Over the weekend, an anonymous post recounting all this and more went viral on the Chinese social network WeChat. In addition to the recent developments, it alleged a complex web of corruption that went back decades, involving other vaccines for hepatitis B and chicken pox. The post was deleted the next day.

But by then, a full-blown national scandal had erupted. The Chinese government this week scrambled to put out statements assuring a prompt investigation. President Xi Jinping described the situation as “vile and shocking.” Police on Monday announced the swift arrest of four of the company’s executives, including its chairwoman.

Changsheng’s vaccines have not yet been tied to any deaths or illnesses, but the story caught on because it so perfectly echoed many scandals that have rocked China in recent years. In 2016, for example, a hospital pharmacist sold two million doses of vaccines improperly stored in an “overheated, dilapidated storeroom.” That came after scandals over tainted milk, infant formula, pork, cooking oil, and water. The scandals, one after another, have undermined trust in the government’s ability to keep the public safe.

“People in leadership aren’t doing their best by the people,” one user commented on Weibo, a Twitter-like Chinese social network. “It’s a series of scandals about fake baby formula, fake vaccines, child abuse in daycares, sexual assault ... everything we eat, wear, and use endangers us.”

“My children already drink imported baby formula, now they need to start getting imported vaccines,” said another Weibo user. “Might as well leave the country for all our health needs.” Since 2008, when formula tainted with the chemical melamine killed six babies and sickened 300,000 more, Chinese parents have been wary of domestic formula. Those who can go to Hong Kong to buy infant formula. And since news of the faulty vaccines broke, clinics in Hong Kong have been fielding calls from panicked parents in mainland China. One Hong Kong clinic told the South China Morning Post that its phone had been ringing nonstop.

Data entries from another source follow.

//! 本地 KV 存储实现：进程内存与 JSON 文件目录两种介质。

pub mod file;
pub mod mem;
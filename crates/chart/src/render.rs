use crate::align::AlignedSeries;
use chrono::DateTime;
use horizon_core::chart::entity::{ChartData, ChartOptions, ChartSpec, Dataset};
use horizon_core::common::Symbol;

/// 数据集配色，按证券在对比集合中的位置循环取用。
pub const PALETTE: [&str; 4] = ["#0078d7", "#ff6b6b", "#51cf66", "#ffaa00ff"];

/// 第 `idx` 个数据集的颜色。
pub fn color_for(idx: usize) -> &'static str {
    PALETTE[idx % PALETTE.len()]
}

/// 时间戳对应的 UTC 日期标签 (YYYY-MM-DD)。
pub fn date_label(timestamp_ms: i64) -> String {
    DateTime::from_timestamp_millis(timestamp_ms)
        .map(|dt| dt.format("%Y-%m-%d").to_string())
        .unwrap_or_else(|| timestamp_ms.to_string())
}

fn labels(aligned: &AlignedSeries) -> Vec<String> {
    aligned.timeline.iter().map(|ts| date_label(*ts)).collect()
}

/// # Summary
/// 单证券模式的图表描述。
///
/// # Logic
/// 1. 时间轴直接作为 X 轴标签。
/// 2. 唯一的数据集命名为 `"{SYM} Close Price"`，使用首个配色。
pub fn single_chart(symbol: &Symbol, aligned: &AlignedSeries) -> ChartSpec {
    let data = aligned.values(symbol).map(<[_]>::to_vec).unwrap_or_default();
    line_chart(ChartData {
        labels: labels(aligned),
        datasets: vec![Dataset::line(
            format!("{} Close Price", symbol),
            data,
            color_for(0),
        )],
    })
}

/// # Summary
/// 对比模式的图表描述。
///
/// # Logic
/// 1. 数据集顺序严格按 `order`（已应用集合），与抓取完成顺序无关。
/// 2. 数据集以证券代码命名，缺口保持为 `None`。
/// 3. 对齐结果中缺少的证券输出全空数据集，保证长度与标签一致。
pub fn comparison_chart(order: &[Symbol], aligned: &AlignedSeries) -> ChartSpec {
    let datasets = order
        .iter()
        .enumerate()
        .map(|(idx, symbol)| {
            let data = aligned
                .values(symbol)
                .map(<[_]>::to_vec)
                .unwrap_or_else(|| vec![None; aligned.timeline.len()]);
            Dataset::line(symbol.to_string(), data, color_for(idx))
        })
        .collect();

    line_chart(ChartData {
        labels: labels(aligned),
        datasets,
    })
}

fn line_chart(data: ChartData) -> ChartSpec {
    ChartSpec {
        kind: "line".to_string(),
        data,
        options: ChartOptions::default(),
    }
}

By Tuesday, Weibo users had viewed hashtags related to the vaccine scandal more than 600 million times, according to The Guardian. A Weibo post from the state-run newspaper People’s Daily urged calm over the matter. “Don’t spread panic and anger. Relevant departments must respond in a timely manner with updates,” read the headline.

The now-deleted WeChat post—which still lives on in parts of the internet, such as on the Ethereum blockchain—was not restrained. In a conspiratorial tone, it spins a long, complicated tale of shareholders, eye-popping profits, mistresses, and more. At times, the language is unflinchingly direct: “Experts at the Peking University Health Science Center summarized the act of injecting the ineffective vaccines in people in one word: murder.” And it made the story viscerally relevant to readers: “The vaccines they produce are flowing every day into you and your child’s bodies.”

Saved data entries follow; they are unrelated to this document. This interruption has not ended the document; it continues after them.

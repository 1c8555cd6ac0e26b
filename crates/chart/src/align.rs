use horizon_core::common::Symbol;
use horizon_core::market::entity::PricePoint;
use std::collections::{BTreeMap, BTreeSet, HashMap};

/// 一次渲染周期内各证券的原始序列。
pub type SymbolSeries = BTreeMap<Symbol, Vec<PricePoint>>;

/// # Summary
/// 对齐结果：共享的时间轴与各证券在该轴上的取值。
///
/// # Invariants
/// - `timeline` 严格升序且无重复。
/// - 每个 `series` 值的长度等于 `timeline` 的长度；`None` 表示该日无数据（缺口，而非 0）。
#[derive(Debug, Clone, PartialEq, Default)]
pub struct AlignedSeries {
    pub timeline: Vec<i64>,
    pub series: BTreeMap<Symbol, Vec<Option<f64>>>,
}

impl AlignedSeries {
    pub fn values(&self, symbol: &Symbol) -> Option<&[Option<f64>]> {
        self.series.get(symbol).map(Vec::as_slice)
    }
}

/// # Summary
/// 将多个证券的序列对齐到同一时间轴。
///
/// # Logic
/// 1. 收集所有序列中出现过的时间戳，去重并升序排列。
/// 2. 对每个证券按时间戳精确查找收盘价，缺失处填 `None`。
///
/// # Arguments
/// * `input`: 证券到序列的映射，序列内部顺序不作要求。
///
/// # Returns
/// 对齐后的结果，与输入的插入顺序无关。
pub fn align(input: &SymbolSeries) -> AlignedSeries {
    let timeline: Vec<i64> = input
        .values()
        .flatten()
        .map(|p| p.timestamp_ms)
        .collect::<BTreeSet<_>>()
        .into_iter()
        .collect();

    let series = input
        .iter()
        .map(|(symbol, points)| {
            let by_ts: HashMap<i64, f64> =
                points.iter().map(|p| (p.timestamp_ms, p.close)).collect();
            let values = timeline.iter().map(|ts| by_ts.get(ts).copied()).collect();
            (symbol.clone(), values)
        })
        .collect();

    AlignedSeries { timeline, series }
}

/// # Summary
/// 单证券的快速路径：直接以自身序列作为时间轴。
///
/// # Invariants
/// - 要求 `points` 已升序且时间戳唯一（`SeriesFetcher` 的输出满足此条件），
///   此时结果与 `align` 单输入的结果完全相同。
pub fn align_single(symbol: &Symbol, points: &[PricePoint]) -> AlignedSeries {
    let timeline = points.iter().map(|p| p.timestamp_ms).collect();
    let values = points.iter().map(|p| Some(p.close)).collect();
    AlignedSeries {
        timeline,
        series: BTreeMap::from([(symbol.clone(), values)]),
    }
}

WeChat is ubiquitous in Chinese life, and it has become a major and decentralized source of news in China. (The app is essentially a messaging app, but it has features of Facebook, iMessage, Instagram, Venmo and Skype all rolled into one.) Columbia Journalism Review recently highlighted how the platform has enabled the rise of independent writers untethered to legacy media outlets. But it has also enabled a type of news that thrives on social media. “Heavy on emotion and light on accuracy, the most-read and shared stories on the WeChat platform are often selective with details,” writes Mia Shuang Li in CJR. Hoaxes such as stories about foods causing cancer flourish on the platform. Fake news on WeChat is such a problem that fact-checking sites have also sprung up.

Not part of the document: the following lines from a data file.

use thiserror::Error;

/// # Summary
/// 行情数据域错误枚举，覆盖传输、接口状态及数据格式问题。
///
/// # Invariants
/// - 必须通过 `thiserror` 派生 `Error` trait。
/// - 在图表流水线的抓取边界被吞掉并降级为空序列，不会向上传播。
#[derive(Error, Debug)]
pub enum MarketError {
    // 网络层错误，包含底层 HTTP 客户端错误信息
    #[error("Network error: {0}")]
    Network(String),
    // 非成功的 HTTP 状态或错误信封
    #[error("API error: {0}")]
    Api(String),
    // 无法解析或结构不匹配的响应体
    #[error("Malformed data: {0}")]
    Malformed(String),
}
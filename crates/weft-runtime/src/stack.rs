//! Guard-paged fiber stacks
//!
//! One anonymous private mapping per stack. The lowest page is remapped
//! PROT_NONE so that overflow faults instead of corrupting a neighbor.

use weft_core::error::{MemoryError, SchedResult};

/// A fiber stack: `size` usable bytes above a single guard page.
///
/// Layout, low address to high:
///
/// ```text
/// [ guard page (PROT_NONE) | usable stack, grows downward ]
/// base                     base+page                      top
/// ```
pub struct GuardedStack {
    base: *mut u8,
    total: usize,
    size: usize,
}

impl GuardedStack {
    /// Map a new stack with `size` usable bytes.
    pub fn alloc(size: usize) -> SchedResult<GuardedStack> {
        let page = page_size();
        if size < page {
            return Err(MemoryError::StackTooSmall.into());
        }
        let total = size + page;

        let base = unsafe {
            libc::mmap(
                std::ptr::null_mut(),
                total,
                libc::PROT_READ | libc::PROT_WRITE,
                libc::MAP_PRIVATE | libc::MAP_ANONYMOUS,
                -1,
                0,
            )
        };
        if base == libc::MAP_FAILED {
            return Err(MemoryError::AllocationFailed.into());
        }

        // Forbid the lowest page; overflow now delivers SIGSEGV
        if unsafe { libc::mprotect(base, page, libc::PROT_NONE) } != 0 {
            unsafe { libc::munmap(base, total) };
            return Err(MemoryError::ProtectionFailed.into());
        }

        Ok(GuardedStack {
            base: base as *mut u8,
            total,
            size,
        })
    }

    /// Highest address of the mapping; the initial stack pointer.
    #[inline]
    pub fn top(&self) -> *mut u8 {
        unsafe { self.base.add(self.total) }
    }

    /// Usable bytes (excludes the guard page).
    #[inline]
    pub fn size(&self) -> usize {
        self.size
    }

    /// First byte of the guard page.
    #[inline]
    pub fn guard_base(&self) -> *const u8 {
        self.base
    }
}

impl Drop for GuardedStack {
    fn drop(&mut self) {
        unsafe {
            libc::munmap(self.base as *mut libc::c_void, self.total);
        }
    }
}

/// System page size.
#[inline]
pub fn page_size() -> usize {
    unsafe { libc::sysconf(libc::_SC_PAGESIZE) as usize }
}

#[cfg(test)]
mod tests {
    use super::*;

    #[test]
    fn test_alloc_and_touch() {
        let stack = GuardedStack::alloc(128 * 1024).unwrap();
        assert_eq!(stack.size(), 128 * 1024);
        // The usable region is writable end to end
        unsafe {
            let lowest_usable = stack.guard_base().add(page_size()) as *mut u8;
            *lowest_usable = 0xAB;
            *stack.top().sub(1) = 0xCD;
            assert_eq!(*lowest_usable, 0xAB);
        }
    }

    #[test]
    fn test_too_small_rejected() {
        assert!(GuardedStack::alloc(16).is_err());
    }

    #[test]
    fn test_guard_below_usable() {
        let stack = GuardedStack::alloc(64 * 1024).unwrap();
        assert!((stack.guard_base() as usize) < (stack.top() as usize));
        assert_eq!(stack.top() as usize - stack.guard_base() as usize, 64 * 1024 + page_size());
    }
}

One section of the now-deleted WeChat post recounts the death of several babies after hepatitis B vaccinations in 2013. Those widely publicized deaths set off a panic of their own. A subsequent government investigation published in The International Journal of Epidemiology concluded that the babies died of unrelated causes—and that one other baby suffered an allergic shock from the vaccine but recovered. “The timeliness of the investigation and its communication may have played an important role in regaining confidence and use of hepatitis B vaccine,” the study’s authors concluded.

The anonymous WeChat post in fact mentions that the investigation cleared the vaccine—and also mentions that it was government investigators who cleared it. For readers in China, trust in the investigation only goes as far as their trust in the government that conducted it.